The primary political debate over the past several months and into the final hours focused on the tax policy changes, Medicaid cuts and food assistance cuts. The tax policy changes would extend many of the tax provisions passed back in 2017 that were set to expire at the end of 2025. The tax changes will reduce expected federal revenues, and thus count against the budget baseline under federal budget rules.
The proposed changes to Medicaid and food assistance included language relating to fraud and mismanagement and payment rates, and various eligibility rules are expected to reduce federal spending substantially.
The fact that tax changes generally benefiting wealthier taxpayers increased, while spending on Medicaid and food assistance for poorer individuals and households were cut, provided the fodder for most of the political debate that was generally split down partisan lines in each chamber.
How about agriculture?
Amid the political rancor and focus on spending, it may seem surprising that agriculture received a significant increase in spending for federal farm support and other farm bill provisions, along with some favorable energy and tax provisions as well.

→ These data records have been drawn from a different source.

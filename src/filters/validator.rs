//! Filter delegating to an external validation capability

use super::Filter;
use crate::core::{Event, LoggerError, Result};
use serde::Deserialize;
use std::collections::HashMap;
use std::fmt;
use std::sync::Arc;

/// Validation capability applied to the event message
pub trait Validator: Send + Sync {
    fn is_valid(&self, value: &str) -> bool;
}

impl<F> Validator for F
where
    F: Fn(&str) -> bool + Send + Sync,
{
    fn is_valid(&self, value: &str) -> bool {
        self(value)
    }
}

/// Options accepted by [`ValidatorFilter`]: the name of a registered validator
#[derive(Debug, Clone, Deserialize)]
pub struct ValidatorFilterConfig {
    pub validator: serde_json::Value,
}

/// Accepts events whose message passes the validator
#[derive(Clone)]
pub struct ValidatorFilter {
    validator: Arc<dyn Validator>,
}

impl ValidatorFilter {
    pub fn new(validator: Arc<dyn Validator>) -> Self {
        Self { validator }
    }

    /// Resolve the configured validator against the named validators
    pub fn from_config(
        config: ValidatorFilterConfig,
        validators: &HashMap<String, Arc<dyn Validator>>,
    ) -> Result<Self> {
        match &config.validator {
            serde_json::Value::String(name) => match validators.get(name) {
                Some(validator) => Ok(Self::new(Arc::clone(validator))),
                None => Err(LoggerError::invalid_argument(format!(
                    "Parameter \"{}\" is invalid; no validator is registered under that name",
                    name
                ))),
            },
            other => Err(LoggerError::invalid_argument(format!(
                "Parameter of type {} is invalid; must name a registered validator",
                crate::core::FieldValue::from(other.clone()).type_label()
            ))),
        }
    }

    pub fn from_options(
        options: &serde_json::Value,
        validators: &HashMap<String, Arc<dyn Validator>>,
    ) -> Result<Self> {
        let config = ValidatorFilterConfig::deserialize(options)
            .map_err(|e| LoggerError::invalid_options("validator filter", e))?;
        Self::from_config(config, validators)
    }
}

impl fmt::Debug for ValidatorFilter {
    fn fmt(&self, f: &mut fmt::Formatter<'_>) -> fmt::Result {
        f.debug_struct("ValidatorFilter").finish_non_exhaustive()
    }
}

impl Filter for ValidatorFilter {
    fn filter(&self, event: &Event) -> bool {
        self.validator.is_valid(&event.message)
    }
}

#[cfg(test)]
mod tests {
    use super::*;
    use crate::core::Severity;
    use serde_json::json;

    fn digits() -> Arc<dyn Validator> {
        Arc::new(|value: &str| !value.is_empty() && value.chars().all(|c| c.is_ascii_digit()))
    }

    #[test]
    fn test_delegates_to_validator() {
        let filter = ValidatorFilter::new(digits());
        assert!(filter.filter(&Event::new(Severity::Info, "123")));
        assert!(!filter.filter(&Event::new(Severity::Info, "abc")));
    }

    #[test]
    fn test_named_validator_resolution() {
        let mut validators = HashMap::new();
        validators.insert("digits".to_string(), digits());

        let filter = ValidatorFilter::from_options(&json!({"validator": "digits"}), &validators)
            .expect("registered validator");
        assert!(filter.filter(&Event::new(Severity::Info, "42")));

        let err = ValidatorFilter::from_options(&json!({"validator": "alpha"}), &validators)
            .err()
            .expect("unknown validator");
        assert!(err.is_invalid_argument());

        let err = ValidatorFilter::from_options(&json!({"validator": 5}), &validators)
            .err()
            .expect("non-string validator");
        assert!(err.is_invalid_argument());
        assert!(err.to_string().contains("integer"));
    }

    #[test]
    fn test_debug_output() {
        let filter = ValidatorFilter::new(digits());
        assert_eq!(format!("{:?}", filter), "ValidatorFilter { .. }");
    }
}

The agricultural committees were originally tasked with finding billions of dollars in budget cuts as part of the reconciliation process, but they ultimately made $120 billion in budget cuts over 10 years to agriculture and food programs by cutting food assistance programs by $186 billion, while increasing farm support by $62 billion and other programs approximately $4 billion on net.
Federal farm legislation was two years overdue for reauthorization, and there have been repeated calls for increased support in the next farm bill — particularly as crop prices have fallen over the past three years — but the pathway that led to provisions in the reconciliation bill and increases in farm program spending at the expense of food assistance seems unprecedented.
Time will tell if the current developments permanently disrupt the traditional farm-and-food coalition needed to get a farm bill across the finish line for most of the past six decades.
In the meantime, there are numerous changes for ag producers to understand and react to right away in commodity programs, disaster assistance and crop insurance provisions, as well as conservation and other programs.
For covered commodities, the new law makes changes immediately for the 2025-31 crop years. It increases support levels for Price Loss Coverage, Agriculture Risk Coverage and commodity marketing loans, and makes changes to payment limit and eligibility rules beginning right away for the 2025 crop year. The language also provides for the addition of new base acres in 2026.
The statutory reference prices for PLC generally increase from 10% to 20%, with corn going from $3.70 per bushel to $4.10 per bushel, as an example. The effective reference price for corn for 2025 was already higher than that based on a moving average formula, but an increase in the formula from 85% to 88% of the moving average and an increase in the cap on the effective reference price moves everything higher, and the corn reference price for 2025 moves from $4.26 to $4.42 per bushel.
The effective reference prices for grain sorghum, soybeans and wheat move from $4.51 to $4.67, from $9.66 to $11.50, and from $5.56 to $6.36 per bushel, respectively, significantly increasing the potential support from the PLC program. The statutory reference prices also increase automatically under a formula tied to inflation beginning in 2032, establishing an increasing baseline for future legislation.
There are increases for ARC as well. The guarantee increases from 86% to 90% of the benchmark revenue (moving average yield times moving average price), and the protection band increases from 10% to 12% of the benchmark revenue.
Essentially, ARC protection shifts from an 86% to 76% revenue band to a 90% to 78% revenue band, changing the relative revenue risk exposure of producers going forward and likely their optimal crop insurance decisions as well.
While these changes to PLC and ARC will take effect immediately, producers will not be required to re-visit their enrollment decision for 2025. Instead, the program will pay producers the higher of the payment rate under either PLC or ARC-CO (ARC at the county level) for the 2025 crop year and will return to the annual PLC vs. ARC enrollment decision in 2026.
Crop insurance
Producers will also benefit from increased crop insurance program support in the legislation. Federal premium support (subsidy) levels increase from 3 to 5 percentage points. As a result, the federal subsidy for buy-up coverage changes from the current 38% to 64% of total premium to 41% to 69% of total premium based on buy-up coverage level.